Alison arranged for me to be able to photograph the Victory Point Record in London on February 5th. Blowing up my photos, I can see a fingerprint at the bottom of the note.

With the naked eye, it is difficult to see unless you know where to look and the light catches it. Even in my macro photos, it is just barely surviving. I’ve written the museum alerting them to the print.

It is incomplete. Unless some other type of examination revealed substantially more, there’s not enough here to get a full print.

It exhibits both the curved swirl area of a fingertip and – separated by a ridge in the paper – the horizontal lines nearer the knuckle. Given this orientation, the finger then goes off the bottom of the page diagonally.

I count 5 distinct lines in the horizontal bands, and at least 12 distinct lines in the circular-pattern area.

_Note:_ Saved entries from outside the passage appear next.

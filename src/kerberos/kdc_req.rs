//! KDC requests.

use bytes::Bytes;
use once_cell::sync::Lazy;
use crate::encode::{
    Encode, PrimitiveContent, Values, iter, sequence, sequence_as
};
use crate::decode::{FieldError, Primitive};
use crate::grammar::{Action, Grammar};
use crate::states;
use crate::tag::Tag;
use super::flags::KerberosFlags;
use super::key::{ENCRYPTED_DATA, EncryptedData};
use super::principal::{PRINCIPAL_NAME, PrincipalName};
use super::ticket::{TICKET, Ticket};
use super::{MessageType, PVNO, check_pvno, kerberos_string};


//------------ PaData --------------------------------------------------------

/// Pre-authentication data.
///
/// ```text
/// PA-DATA         ::= SEQUENCE {
///         -- NOTE: first tag is [1], not [0]
///         padata-type     [1] Int32,
///         padata-value    [2] OCTET STRING
/// }
/// ```
#[derive(Clone, Debug, Default, Eq, PartialEq)]
pub struct PaData {
    /// The type of the data.
    pub padata_type: i32,

    /// The data itself.
    pub padata_value: Bytes,
}

impl Encode for PaData {
    fn encode(&self) -> impl Values + '_ {
        sequence((
            self.padata_type.encode().explicit(Tag::ctx(1)),
            (&self.padata_value).encode().explicit(Tag::ctx(2)),
        ))
    }
}

states! {
    /// The states of the [`PA_DATA`] grammar.
    pub enum PaDataState {
        Start, Seq, TypeTag, Type, ValueTag, Value,
    }
}

/// The grammar for [`PaData`].
pub static PA_DATA: Lazy<Grammar<PaData, PaDataState>> = Lazy::new(|| {
    use self::PaDataState::*;

    Grammar::<PaData, _>::builder("PA-DATA", Start)
        .transition(Start, Tag::SEQUENCE, Seq, Action::Init)
        .transition(Seq, Tag::ctx(1), TypeTag, Action::CheckNotEmpty)
        .transition(
            TypeTag, Tag::INTEGER, Type,
            Action::Set(|padata, prim| {
                padata.padata_type = prim.to_i32()?;
                Ok(())
            })
        )
        .transition(Type, Tag::ctx(2), ValueTag, Action::CheckNotEmpty)
        .transition(
            ValueTag, Tag::OCTET_STRING, Value,
            Action::Set(|padata, prim| {
                padata.padata_value = prim.to_bytes();
                Ok(())
            })
        )
        .accept(Value)
        .build()
});


//------------ HostAddress ---------------------------------------------------

/// The address of a host.
///
/// ```text
/// HostAddress     ::= SEQUENCE  {
///         addr-type       [0] Int32,
///         address         [1] OCTET STRING
/// }
/// ```
#[derive(Clone, Debug, Default, Eq, PartialEq)]
pub struct HostAddress {
    /// The type of the address.
    pub addr_type: i32,

    /// The address octets.
    pub address: Bytes,
}

impl HostAddress {
    /// The address type of an IPv4 address.
    pub const IPV4: i32 = 2;

    /// The address type of an IPv6 address.
    pub const IPV6: i32 = 24;
}

impl Encode for HostAddress {
    fn encode(&self) -> impl Values + '_ {
        sequence((
            self.addr_type.encode().explicit(Tag::ctx(0)),
            (&self.address).encode().explicit(Tag::ctx(1)),
        ))
    }
}

states! {
    /// The states of the [`HOST_ADDRESS`] grammar.
    pub enum HostAddressState {
        Start, Seq, TypeTag, Type, AddressTag, Address,
    }
}

/// The grammar for [`HostAddress`].
pub static HOST_ADDRESS: Lazy<
    Grammar<HostAddress, HostAddressState>
> = Lazy::new(|| {
    use self::HostAddressState::*;

    Grammar::<HostAddress, _>::builder("HostAddress", Start)
        .transition(Start, Tag::SEQUENCE, Seq, Action::Init)
        .transition(Seq, Tag::ctx(0), TypeTag, Action::CheckNotEmpty)
        .transition(
            TypeTag, Tag::INTEGER, Type,
            Action::Set(|addr, prim| {
                addr.addr_type = prim.to_i32()?;
                Ok(())
            })
        )
        .transition(Type, Tag::ctx(1), AddressTag, Action::CheckNotEmpty)
        .transition(
            AddressTag, Tag::OCTET_STRING, Address,
            Action::SetNonEmpty(|addr, prim| {
                addr.address = prim.to_bytes();
                Ok(())
            })
        )
        .accept(Address)
        .build()
});


//------------ KdcReqBody ----------------------------------------------------

/// The body of a KDC request.
///
/// ```text
/// KDC-REQ-BODY    ::= SEQUENCE {
///         kdc-options             [0] KDCOptions,
///         cname                   [1] PrincipalName OPTIONAL
///                                     -- Used only in AS-REQ --,
///         realm                   [2] Realm
///                                     -- Server's realm
///                                     -- Also client's in AS-REQ --,
///         sname                   [3] PrincipalName OPTIONAL,
///         from                    [4] KerberosTime OPTIONAL,
///         till                    [5] KerberosTime,
///         rtime                   [6] KerberosTime OPTIONAL,
///         nonce                   [7] UInt32,
///         etype                   [8] SEQUENCE OF Int32 -- EncryptionType
///                                     -- in preference order --,
///         addresses               [9] HostAddresses OPTIONAL,
///         enc-authorization-data  [10] EncryptedData OPTIONAL
///                                     -- AuthorizationData --,
///         additional-tickets      [11] SEQUENCE OF Ticket OPTIONAL
///                                        -- NOTE: not empty
/// }
/// ```
///
/// Times are kept in their encoded form `YYYYMMDDHHMMSSZ`. The optional
/// sequences are represented by empty vecs when absent. They are never
/// encoded empty and are rejected if they are empty on the wire. The
/// mandatory `etype` may be empty.
#[derive(Clone, Debug, Default, Eq, PartialEq)]
pub struct KdcReqBody {
    pub kdc_options: KerberosFlags,
    pub cname: Option<PrincipalName>,
    pub realm: String,
    pub sname: Option<PrincipalName>,
    pub from: Option<String>,
    pub till: String,
    pub rtime: Option<String>,
    pub nonce: u32,

    /// The requested encryption types in order of preference.
    pub etype: Vec<i32>,

    pub addresses: Vec<HostAddress>,
    pub enc_authorization_data: Option<EncryptedData>,
    pub additional_tickets: Vec<Ticket>,
}

/// Returns an encoder for a KerberosTime.
fn time(value: &str) -> impl Values + '_ {
    value.encode_as(Tag::GENERALIZED_TIME)
}

impl Encode for KdcReqBody {
    fn encode(&self) -> impl Values + '_ {
        sequence((
            self.kdc_options.encode().explicit(Tag::ctx(0)),
            self.cname.as_ref().map(|name| {
                name.encode().explicit(Tag::ctx(1))
            }),
            self.realm.as_str().encode_as(
                Tag::GENERAL_STRING
            ).explicit(Tag::ctx(2)),
            self.sname.as_ref().map(|name| {
                name.encode().explicit(Tag::ctx(3))
            }),
            self.from.as_deref().map(|from| {
                time(from).explicit(Tag::ctx(4))
            }),
            time(&self.till).explicit(Tag::ctx(5)),
            self.rtime.as_deref().map(|rtime| {
                time(rtime).explicit(Tag::ctx(6))
            }),
            self.nonce.encode().explicit(Tag::ctx(7)),
            sequence(
                iter(self.etype.iter().map(|&etype| etype.encode()))
            ).explicit(Tag::ctx(8)),
            if self.addresses.is_empty() {
                None
            }
            else {
                Some(sequence(
                    iter(self.addresses.iter().map(HostAddress::encode))
                ).explicit(Tag::ctx(9)))
            },
            self.enc_authorization_data.as_ref().map(|data| {
                data.encode().explicit(Tag::ctx(10))
            }),
            if self.additional_tickets.is_empty() {
                None
            }
            else {
                Some(sequence(
                    iter(self.additional_tickets.iter().map(Ticket::encode))
                ).explicit(Tag::ctx(11)))
            },
        ))
    }
}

Notably, the fingerprint is in a blank area with no writing or printing.

I see nothing else resembling it, in color or pattern, anywhere else on the note. (Excepting the back of the note, which I cannot examine as the note is secured down.)

I had nothing to measure it, but I would estimate that from the top of the curved lines to the horizontal lines is about 1.5 inches. The size looked roughly reasonable, but that’s all the more I can say.

The color of the fingerprint is a very faint black/gray. When I separate the photograph’s colors by warmth, the fingerprint’s color temp is as cool as the printed Admiralty text. It is not the handwritten ink color, and it is not the water/rust stains color; they are much warmer in tone.

A fingerprint could be anyone from the original expedition through to modern researchers.

However, knowing where to look, I can see that this print is still there in the museum’s photo that is available online. That pre-dates the Death In The Ice tour at least. Given that the 2015 Erebus doc showed the VPR encased in glass, it should also pre-date that glass case. As a general guide, the last time anyone would have dared press a thumb on the VPR is a quite a long time ago.

Notably also, it is alone and unsmudged at the bottom of the note. Based on the most severe damage, this was the outermost area when the VPR was rolled up. This fingerprint might have been the anchor point for someone unrolling the note on a flat surface.